Wednesday, 10 January 2018: 2:00 PM
Room 18CD (ACC) (Austin, Texas)
Laura L. Pan, NCAR, Boulder, CO; and S. Honomichl, R. S. Gao, T. Thornberry, A. W. Rollins, E. J. Hintsa, G. Diskin, T. P. Bui, L. Pfister, and E. Jensen

The conceptual framework of the tropical tropopause layer (TTL) was developed over a 10-year period starting around 2000, and it is largely motivated by the challenge of understanding water vapor transport into the stratosphere. The TTL concept emphasizes the important role of horizontal transport in dehydrating the air masses eventually entering the stratosphere. This conceptual model lead to the conclusion that the amount of water vapor entering the stratosphere is controlled by the temperature of the “cold trap” region over the tropical western Pacific, not by the average tropical tropopause temperature. The Airborne Tropical Tropopause Experiment (ATTREX) using the Global Hawk UAS platform achieved the first significant set of in situ measurements in the TTL over the tropical Pacific during the 2013 and 2014 deployments.

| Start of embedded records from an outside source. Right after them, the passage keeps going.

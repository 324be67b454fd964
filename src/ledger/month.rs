use std::{fmt, str::FromStr};

use chrono::{Datelike, NaiveDate};
use serde::{de, Deserialize, Deserializer, Serialize, Serializer};

/// A `YYYY-MM` key grouping the days of the usage ledger.
#[derive(Clone, Copy, Debug, PartialEq, Eq, PartialOrd, Ord, Hash)]
pub struct MonthKey {
    year: i32,
    month: u32,
}

impl MonthKey {
    /// The month that `day` falls in.
    pub fn of(day: NaiveDate) -> Self {
        Self {
            year: day.year(),
            month: day.month(),
        }
    }

    /// Whether `day` falls in this month.
    pub fn contains(&self, day: NaiveDate) -> bool {
        day.year() == self.year && day.month() == self.month
    }
}

impl fmt::Display for MonthKey {
    fn fmt(&self, f: &mut fmt::Formatter<'_>) -> fmt::Result {
        write!(f, "{:04}-{:02}", self.year, self.month)
    }
}

impl FromStr for MonthKey {
    type Err = String;

    fn from_str(s: &str) -> Result<Self, Self::Err> {
        let invalid = || format!("'{s}' is not a YYYY-MM month");

        let (year, month) = s.split_once('-').ok_or_else(invalid)?;
        if year.len() != 4 || month.len() != 2 {
            return Err(invalid());
        }

        let year: i32 = year.parse().map_err(|_| invalid())?;
        let month: u32 = month.parse().map_err(|_| invalid())?;
        if !(1..=12).contains(&month) {
            return Err(invalid());
        }

        Ok(Self { year, month })
    }
}

impl Serialize for MonthKey {
    fn serialize<S: Serializer>(&self, serializer: S) -> Result<S::Ok, S::Error> {
        serializer.collect_str(self)
    }
}

impl<'de> Deserialize<'de> for MonthKey {
    fn deserialize<D: Deserializer<'de>>(deserializer: D) -> Result<Self, D::Error> {
        let raw = String::deserialize(deserializer)?;
        raw.parse().map_err(de::Error::custom)
    }
}
//! These tests are mostly here just to ensure that invalid results will be
//! caught when passing arguments.

use assert_cmd::prelude::*;
use predicates::prelude::*;
use tempfile::TempDir;

use crate::util::{netledger_command, no_cfg_netledger_command};

#[test]
fn test_small_interval() {
    let dir = TempDir::new().unwrap();

    no_cfg_netledger_command(dir.path())
        .arg("-r")
        .arg("250")
        .assert()
        .failure()
        .stderr(predicate::str::contains("interval to be at least 1s"));
}

#[test]
fn test_invalid_interval() {
    let dir = TempDir::new().unwrap();

    no_cfg_netledger_command(dir.path())
        .arg("-r")
        .arg("whenever")
        .assert()
        .failure()
        .stderr(predicate::str::contains(
            "'--interval' was set with an invalid value",
        ));
}

#[test]
fn test_invalid_limit() {
    let dir = TempDir::new().unwrap();

    no_cfg_netledger_command(dir.path())
        .arg("-l")
        .arg("lots")
        .assert()
        .failure()
        .stderr(predicate::str::contains(
            "'--limit' was set with an invalid value",
        ));
}

#[test]
fn test_invalid_limit_from_env() {
    let dir = TempDir::new().unwrap();

    no_cfg_netledger_command(dir.path())
        .env("NETLEDGER_LIMIT_MB", "NaN")
        .assert()
        .failure()
        .stderr(predicate::str::contains(
            "'--limit' was set with an invalid value",
        ));
}

#[test]
fn test_unknown_command() {
    netledger_command(&["explode"])
        .assert()
        .failure()
        .stderr(predicate::str::contains("unrecognized subcommand"));
}

#[test]
fn test_version() {
    netledger_command(&["-V"])
        .assert()
        .success()
        .stdout(predicate::str::contains(env!("CARGO_PKG_VERSION")));
}

#[test]
fn test_help_lists_commands() {
    netledger_command(&["--help"])
        .assert()
        .success()
        .stdout(
            predicate::str::contains("export")
                .and(predicate::str::contains("merge"))
                .and(predicate::str::contains("--interface")),
        );
}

From the ATTREX data, we have found clear evidence of horizontal transport-driven dehydration in the TTL. In this work, we present the data analyses using simultaneous measurements of water vapor, ozone, and temperature from the Global Hawk. Vertical distributions of relative humidity derived from the water vapor and temperature measurements reveal a strong signature of remote dehydration from the cold region upstream of the flights when organized in the coordinates relative to the lapse rate tropopause and the cold point. The most significant influence of horizontal transport-driven dehydration is found in the layer between the lapse rate and cold point tropopauses. Ozone distributions also provide a clear signature of large scale horizontal transport and mixing in this layer.